As Recorridas responderam ao recurso, culminando as suas alegações com pedido da sua improcedência. 2. QUESTÕES A DECIDIR
Nos termos dos Artigos 635º, nº 4 e 639º, nº 1, do Código de Processo Civil, as conclusões delimitam a esfera de actuação do tribunal ad quem, exercendo uma função semelhante à do pedido na petição inicial.1 Esta limitação objectiva da actividade do Tribunal da Relação não ocorre em sede da qualificação jurídica dos factos ou relativamente a questões de conhecimento oficioso, desde que o processo contenha os elementos suficientes a tal conhecimento (cf. Artigo 5º, nº 3, do Código de Processo Civil). Também não pode este Tribunal conhecer de questões novas2 que não tenham sido anteriormente apreciadas porquanto, por natureza, os recursos destinam-se apenas a reapreciar decisões proferidas.3
As questões enunciadas pelo/a(s) recorrente(s) podem sintetizar-se da seguinte forma:
- Erro de julgamento da matéria facto do ponto XX.;
- Valor da indemnização por perda de rendimentos da Autora AA;
- Valor da indemnização pelo direito à vida perdido;
- Subsidiariamente, lapso de escrita do valor fixado para a indemnização da Autora AA a título de perda de rendimentos.

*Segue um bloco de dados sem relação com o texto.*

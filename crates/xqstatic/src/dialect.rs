//
// dialect.rs
//
// Language version and vendor profile selection
//

use std::fmt;
use std::str::FromStr;

use anyhow::anyhow;
use serde::{Deserialize, Serialize};

/// XQuery language version, including the MarkLogic extension dialects.
#[derive(Debug, Clone, Copy, PartialEq, Eq, Hash, Default, Serialize, Deserialize)]
pub enum LanguageVersion {
    #[serde(rename = "1.0")]
    XQuery10,
    #[serde(rename = "3.0")]
    XQuery30,
    #[default]
    #[serde(rename = "3.1")]
    XQuery31,
    #[serde(rename = "4.0")]
    XQuery40,
    #[serde(rename = "0.9-ml")]
    MarkLogic09,
    #[serde(rename = "1.0-ml")]
    MarkLogic10,
}

impl LanguageVersion {
    pub fn as_str(self) -> &'static str {
        match self {
            LanguageVersion::XQuery10 => "1.0",
            LanguageVersion::XQuery30 => "3.0",
            LanguageVersion::XQuery31 => "3.1",
            LanguageVersion::XQuery40 => "4.0",
            LanguageVersion::MarkLogic09 => "0.9-ml",
            LanguageVersion::MarkLogic10 => "1.0-ml",
        }
    }

    /// Position on the W3C version line. `1.0-ml` carries the 3.0 function
    /// library, `0.9-ml` the 1.0 one.
    pub fn level(self) -> u8 {
        match self {
            LanguageVersion::XQuery10 | LanguageVersion::MarkLogic09 => 10,
            LanguageVersion::XQuery30 | LanguageVersion::MarkLogic10 => 30,
            LanguageVersion::XQuery31 => 31,
            LanguageVersion::XQuery40 => 40,
        }
    }

    /// True when features introduced in `since` are available.
    pub fn supports(self, since: LanguageVersion) -> bool {
        self.level() >= since.level()
    }
}

impl fmt::Display for LanguageVersion {
    fn fmt(&self, f: &mut fmt::Formatter<'_>) -> fmt::Result {
        f.write_str(self.as_str())
    }
}

impl FromStr for LanguageVersion {
    type Err = anyhow::Error;

    fn from_str(s: &str) -> Result<Self, Self::Err> {
        match s.trim() {
            "1.0" => Ok(LanguageVersion::XQuery10),
            "3.0" => Ok(LanguageVersion::XQuery30),
            "3.1" => Ok(LanguageVersion::XQuery31),
            "4.0" => Ok(LanguageVersion::XQuery40),
            "0.9-ml" => Ok(LanguageVersion::MarkLogic09),
            "1.0-ml" => Ok(LanguageVersion::MarkLogic10),
            other => Err(anyhow!("Unknown XQuery version: '{other}'")),
        }
    }
}

/// Query processor whose predefined namespaces and built-in functions apply.
#[derive(Debug, Clone, Copy, PartialEq, Eq, Hash, Default, Serialize, Deserialize)]
#[serde(tag = "vendor", rename_all = "lowercase")]
pub enum VendorProfile {
    #[default]
    W3C,
    /// MarkLogic server major version (6 through 10).
    MarkLogic { version: u8 },
    BaseX,
    Saxon,
    #[serde(rename = "exist-db")]
    ExistDb,
}

pub const MARKLOGIC_MIN_VERSION: u8 = 6;
pub const MARKLOGIC_MAX_VERSION: u8 = 10;

impl VendorProfile {
    pub fn marklogic(version: u8) -> Self {
        VendorProfile::MarkLogic {
            version: version.clamp(MARKLOGIC_MIN_VERSION, MARKLOGIC_MAX_VERSION),
        }
    }
}

impl fmt::Display for VendorProfile {
    fn fmt(&self, f: &mut fmt::Formatter<'_>) -> fmt::Result {
        match self {
            VendorProfile::W3C => f.write_str("w3c"),
            VendorProfile::MarkLogic { version } => write!(f, "marklogic/v{version}"),
            VendorProfile::BaseX => f.write_str("basex"),
            VendorProfile::Saxon => f.write_str("saxon"),
            VendorProfile::ExistDb => f.write_str("exist-db"),
        }
    }
}

impl FromStr for VendorProfile {
    type Err = anyhow::Error;

    /// Accepts implementation identifiers such as `w3c`, `basex`,
    /// `marklogic` or `marklogic/v9`.
    fn from_str(s: &str) -> Result<Self, Self::Err> {
        let s = s.trim().to_ascii_lowercase();
        let (vendor, version) = match s.split_once('/') {
            Some((vendor, version)) => (vendor, Some(version)),
            None => (s.as_str(), None),
        };
        match vendor {
            "w3c" | "w3" => Ok(VendorProfile::W3C),
            "basex" => Ok(VendorProfile::BaseX),
            "saxon" => Ok(VendorProfile::Saxon),
            "exist-db" | "existdb" => Ok(VendorProfile::ExistDb),
            "marklogic" => {
                let version = match version {
                    Some(v) => v
                        .trim_start_matches('v')
                        .parse::<u8>()
                        .map_err(|_| anyhow!("Invalid MarkLogic version: '{v}'"))?,
                    None => MARKLOGIC_MAX_VERSION,
                };
                Ok(VendorProfile::marklogic(version))
            }
            other => Err(anyhow!("Unknown XQuery implementation: '{other}'")),
        }
    }
}

/// Version and vendor selection for a resolution run.
#[derive(Debug, Clone, Copy, PartialEq, Eq, Hash, Default, Serialize, Deserialize)]
pub struct DialectConfig {
    pub language_version: LanguageVersion,
    pub vendor_profile: VendorProfile,
}

impl DialectConfig {
    pub fn new(language_version: LanguageVersion, vendor_profile: VendorProfile) -> Self {
        Self {
            language_version,
            vendor_profile,
        }
    }

    /// MarkLogic profile with the `1.0-ml` dialect.
    pub fn marklogic(version: u8) -> Self {
        Self::new(LanguageVersion::MarkLogic10, VendorProfile::marklogic(version))
    }

    /// Read `{"version": "3.1", "implementation": "marklogic/v9"}` style
    /// settings. Missing or unrecognised keys keep their defaults.
    pub fn from_settings(settings: &serde_json::Value) -> Self {
        let mut config = Self::default();

        if let Some(v) = settings.get("implementation").and_then(|v| v.as_str()) {
            match v.parse() {
                Ok(profile) => config.vendor_profile = profile,
                Err(e) => log::warn!("Ignoring implementation setting: {e}"),
            }
        }
        if let Some(v) = settings.get("version").and_then(|v| v.as_str()) {
            match v.parse() {
                Ok(version) => config.language_version = version,
                Err(e) => log::warn!("Ignoring version setting: {e}"),
            }
        } else if matches!(config.vendor_profile, VendorProfile::MarkLogic { .. }) {
            config.language_version = LanguageVersion::MarkLogic10;
        }

        config
    }
}

impl fmt::Display for DialectConfig {
    fn fmt(&self, f: &mut fmt::Formatter<'_>) -> fmt::Result {
        write!(f, "{} ({})", self.vendor_profile, self.language_version)
    }
}

#[cfg(test)]
mod tests {
    use super::*;
    use serde_json::json;

    #[test]
    fn test_default_is_w3c_31() {
        let config = DialectConfig::default();
        assert_eq!(config.language_version, LanguageVersion::XQuery31);
        assert_eq!(config.vendor_profile, VendorProfile::W3C);
    }

    #[test]
    fn test_parse_implementation_strings() {
        assert_eq!("marklogic/v6".parse::<VendorProfile>().unwrap(), VendorProfile::MarkLogic { version: 6 });
        assert_eq!("MarkLogic".parse::<VendorProfile>().unwrap(), VendorProfile::MarkLogic { version: 10 });
        assert_eq!("marklogic/v99".parse::<VendorProfile>().unwrap(), VendorProfile::MarkLogic { version: 10 });
        assert_eq!("basex".parse::<VendorProfile>().unwrap(), VendorProfile::BaseX);
        assert!("marklogic/vX".parse::<VendorProfile>().is_err());
        assert!("zorba".parse::<VendorProfile>().is_err());
    }

    #[test]
    fn test_parse_versions() {
        assert_eq!("1.0-ml".parse::<LanguageVersion>().unwrap(), LanguageVersion::MarkLogic10);
        assert_eq!(" 4.0 ".parse::<LanguageVersion>().unwrap(), LanguageVersion::XQuery40);
        assert!("2.0".parse::<LanguageVersion>().is_err());
    }

    #[test]
    fn test_supports_orders_versions() {
        assert!(LanguageVersion::XQuery31.supports(LanguageVersion::XQuery30));
        assert!(!LanguageVersion::XQuery10.supports(LanguageVersion::XQuery30));
        assert!(LanguageVersion::MarkLogic10.supports(LanguageVersion::XQuery30));
        assert!(!LanguageVersion::MarkLogic09.supports(LanguageVersion::XQuery30));
    }

    #[test]
    fn test_from_settings_applies_present_keys() {
        let config = DialectConfig::from_settings(&json!({ "implementation": "marklogic/v8" }));
        assert_eq!(config, DialectConfig::marklogic(8));

        let config = DialectConfig::from_settings(&json!({ "version": "4.0" }));
        assert_eq!(config.language_version, LanguageVersion::XQuery40);
        assert_eq!(config.vendor_profile, VendorProfile::W3C);
    }

    #[test]
    fn test_from_settings_ignores_bad_values() {
        let config = DialectConfig::from_settings(&json!({ "version": 3, "implementation": "zorba" }));
        assert_eq!(config, DialectConfig::default());
    }

    #[test]
    fn test_display() {
        assert_eq!(DialectConfig::marklogic(9).to_string(), "marklogic/v9 (1.0-ml)");
    }
}
impl SyntaxTree {
    pub fn root(&self) -> Node<'_> {
        Node {
            tree: self,
            id: self.root,
        }
    }

    pub fn node(&self, id: NodeId) -> Option<Node<'_>> {
        (id.index() < self.nodes.len()).then_some(Node { tree: self, id })
    }

    pub fn len(&self) -> usize {
        self.nodes.len()
    }

    pub fn is_empty(&self) -> bool {
        self.nodes.is_empty()
    }

    pub fn generation(&self) -> u64 {
        self.generation
    }

    /// Build a tree from a nested node description.
    pub fn from_spec(spec: &SyntaxNodeSpec) -> anyhow::Result<Self> {
        let mut builder = SyntaxTreeBuilder::new();
        push_spec(&mut builder, spec)?;
        builder.finish()
    }

    /// Parse a JSON tree description.
    ///
    /// A top-level array is a flat preorder node list (see
    /// [`SyntaxNodeEntry`]); a top-level object is a nested
    /// [`SyntaxNodeSpec`]. The nested form is limited by serde_json's
    /// recursion limit (about 60 node levels), the flat form is not.
    pub fn from_json_str(json: &str) -> anyhow::Result<Self> {
        if json.trim_start().starts_with('[') {
            let entries: Vec<SyntaxNodeEntry> =
                serde_json::from_str(json).context("Invalid syntax tree node list")?;
            return Self::from_node_list(&entries);
        }
        let spec: SyntaxNodeSpec =
            serde_json::from_str(json).context("Invalid syntax tree JSON")?;
        Self::from_spec(&spec)
    }

    /// Build a tree from a flat preorder node list.
    ///
    /// The first entry is the root and has no parent. Every other entry names
    /// its parent by list index, which must be an earlier node that is still
    /// open: the root or an ancestor of the previous entry.
    pub fn from_node_list(entries: &[SyntaxNodeEntry]) -> anyhow::Result<Self> {
        let mut builder = SyntaxTreeBuilder::new();
        for (index, entry) in entries.iter().enumerate() {
            match entry.parent {
                None if index > 0 => {
                    bail!("Node {} has no parent; only the first node is the root", index)
                }
                None => {}
                Some(parent) => {
                    let parent = NodeId(parent);
                    while builder.open.last() != Some(&parent) {
                        if builder.open.pop().is_none() {
                            bail!(
                                "Node {} names parent {}, which is not an open ancestor",
                                index,
                                parent
                            );
                        }
                    }
                }
            }
            match &entry.text {
                Some(text) => builder.token(entry.kind, text.as_str()),
                None => builder.start_node(entry.kind),
            };
        }
        builder.open.clear();
        builder.finish()
    }

    /// Flat preorder node list, the inverse of [`SyntaxTree::from_node_list`].
    pub fn to_node_list(&self) -> Vec<SyntaxNodeEntry> {
        let mut position: Vec<Option<u32>> = vec![None; self.nodes.len()];
        let mut entries = Vec::with_capacity(self.nodes.len());
        for node in self.root().descendants() {
            position[node.id.index()] = Some(entries.len() as u32);
            entries.push(SyntaxNodeEntry {
                kind: node.kind(),
                text: node.text().map(str::to_string),
                parent: node.parent().and_then(|p| position[p.id.index()]),
            });
        }
        entries
    }

    /// JSON node list, readable by [`SyntaxTree::from_json_str`] at any depth.
    pub fn to_json(&self) -> anyhow::Result<String> {
        Ok(serde_json::to_string(&self.to_node_list())?)
    }

    /// Nested description of this tree, the inverse of [`SyntaxTree::from_spec`].
    pub fn to_spec(&self) -> SyntaxNodeSpec {
        // Children follow their parent in preorder, so walking the preorder
        // backwards finds every child already described.
        let preorder: Vec<Node<'_>> = self.root().descendants().collect();
        let mut described: Vec<Option<SyntaxNodeSpec>> = vec![None; self.nodes.len()];
        for node in preorder.into_iter().rev() {
            let children = node
                .children()
                .filter_map(|c| described[c.id.index()].take())
                .collect();
            described[node.id.index()] = Some(SyntaxNodeSpec {
                kind: node.kind(),
                text: node.text().map(str::to_string),
                children,
            });
        }
        described[self.root.index()]
            .take()
            .unwrap_or_else(|| SyntaxNodeSpec::node(self.root().kind(), Vec::new()))
    }

    fn data(&self, id: NodeId) -> &NodeData {
        &self.nodes[id.index()]
    }
}

fn push_spec(builder: &mut SyntaxTreeBuilder, root: &SyntaxNodeSpec) -> anyhow::Result<()> {
    let mut pending: Vec<std::slice::Iter<'_, SyntaxNodeSpec>> = Vec::new();
    let mut next = Some(root);
    loop {
        if let Some(spec) = next.take() {
            if spec.children.is_empty() {
                match &spec.text {
                    Some(text) => builder.token(spec.kind, text.as_str()),
                    None => builder.empty(spec.kind),
                };
            } else {
                if spec.text.is_some() {
                    bail!("{:?} node carries both text and children", spec.kind);
                }
                builder.start_node(spec.kind);
                pending.push(spec.children.iter());
            }
        }
        let Some(children) = pending.last_mut() else {
            return Ok(());
        };
        match children.next() {
            Some(child) => next = Some(child),
            None => {
                pending.pop();
                builder.finish_node()?;
            }
        }
    }
}

/// One node of the flat JSON form, in preorder.
///
/// ```json
/// [ { "kind": "FunctionCall" },
///   { "kind": "EQName", "text": "fn:true", "parent": 0 },
///   { "kind": "ArgumentList", "parent": 0 } ]
/// ```
#[derive(Debug, Clone, PartialEq, Eq, Serialize, Deserialize)]
pub struct SyntaxNodeEntry {
    pub kind: SyntaxKind,
    #[serde(default, skip_serializing_if = "Option::is_none")]
    pub text: Option<String>,
    #[serde(default, skip_serializing_if = "Option::is_none")]
    pub parent: Option<u32>,
}

/// Serializable nested description of a syntax node.
///
/// ```json
/// { "kind": "FunctionCall", "children": [
///     { "kind": "EQName", "text": "fn:true" },
///     { "kind": "ArgumentList" } ] }
/// ```
#[derive(Debug, Clone, PartialEq, Eq, Serialize, Deserialize)]
pub struct SyntaxNodeSpec {
    pub kind: SyntaxKind,
    #[serde(default, skip_serializing_if = "Option::is_none")]
    pub text: Option<String>,
    #[serde(default, skip_serializing_if = "Vec::is_empty")]
    pub children: Vec<SyntaxNodeSpec>,
}

impl SyntaxNodeSpec {
    pub fn node(kind: SyntaxKind, children: Vec<SyntaxNodeSpec>) -> Self {
        Self {
            kind,
            text: None,
            children,
        }
    }

    pub fn token(kind: SyntaxKind, text: impl Into<String>) -> Self {
        Self {
            kind,
            text: Some(text.into()),
            children: Vec::new(),
        }
    }
}

/// Preorder builder used by parsers to emit a [`SyntaxTree`].
///
/// Nodes are opened with [`start_node`](Self::start_node) and closed with
/// [`finish_node`](Self::finish_node); leaves are added with
/// [`token`](Self::token) or [`empty`](Self::empty).
#[derive(Debug, Default)]
pub struct SyntaxTreeBuilder {
    nodes: Vec<NodeData>,
    open: Vec<NodeId>,
    root: Option<NodeId>,
}

impl SyntaxTreeBuilder {
    pub fn new() -> Self {
        Self::default()
    }

    pub fn start_node(&mut self, kind: SyntaxKind) -> NodeId {
        let id = self.push(kind, None);
        self.open.push(id);
        id
    }

    pub fn finish_node(&mut self) -> anyhow::Result<NodeId> {
        self.open
            .pop()
            .ok_or_else(|| anyhow!("finish_node called with no open node"))
    }

    pub fn token(&mut self, kind: SyntaxKind, text: impl Into<String>) -> NodeId {
        self.push(kind, Some(text.into()))
    }

    /// A leaf without text (e.g. `ArgumentList` for `f()`).
    pub fn empty(&mut self, kind: SyntaxKind) -> NodeId {
        self.push(kind, None)
    }

    pub fn finish(self) -> anyhow::Result<SyntaxTree> {
        if let Some(open) = self.open.last() {
            bail!(
                "Unclosed {:?} node at {}",
                self.nodes[open.index()].kind,
                open
            );
        }
        let root = self.root.ok_or_else(|| anyhow!("Empty syntax tree"))?;
        Ok(SyntaxTree {
            nodes: self.nodes,
            root,
            generation: NEXT_GENERATION.fetch_add(1, Ordering::Relaxed),
        })
    }

    fn push(&mut self, kind: SyntaxKind, text: Option<String>) -> NodeId {
        let id = NodeId(self.nodes.len() as u32);
        let parent = self.open.last().copied();
        let slot = match parent {
            Some(p) => {
                let siblings = &mut self.nodes[p.index()].children;
                siblings.push(id);
                (siblings.len() - 1) as u32
            }
            None => {
                if self.root.is_some() {
                    log::warn!("Second top-level {:?} node ignored as root", kind);
                } else {
                    self.root = Some(id);
                }
                0
            }
        };
        self.nodes.push(NodeData {
            kind,
            text,
            parent,
            children: Vec::new(),
            slot,
        });
        id
    }
}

Corridos que se mostram os vistos, cumpre decidir.
3. FUNDAMENTAÇÃO
3.1. REAPRECIAÇÃO DA MATÉRIA DE FACTO JULGADA
Nos termos do Artigo 640º, nº 1, do Código de Processo Civil, «Quando seja impugnada a decisão sobre a matéria de facto, deve o recorrente obrigatoriamente especificar, sob pena de rejeição: a) Os concretos pontos de facto que considera incorrectamente julgados; b) Os concretos meios probatórios, constantes do processo ou de registo ou gravação nele realizada, que impunham decisão sobre os pontos da matéria de facto impugnados diversa da recorrida; c) A decisão que, no seu entender, deve ser proferida sobre as questões de facto impugnadas.”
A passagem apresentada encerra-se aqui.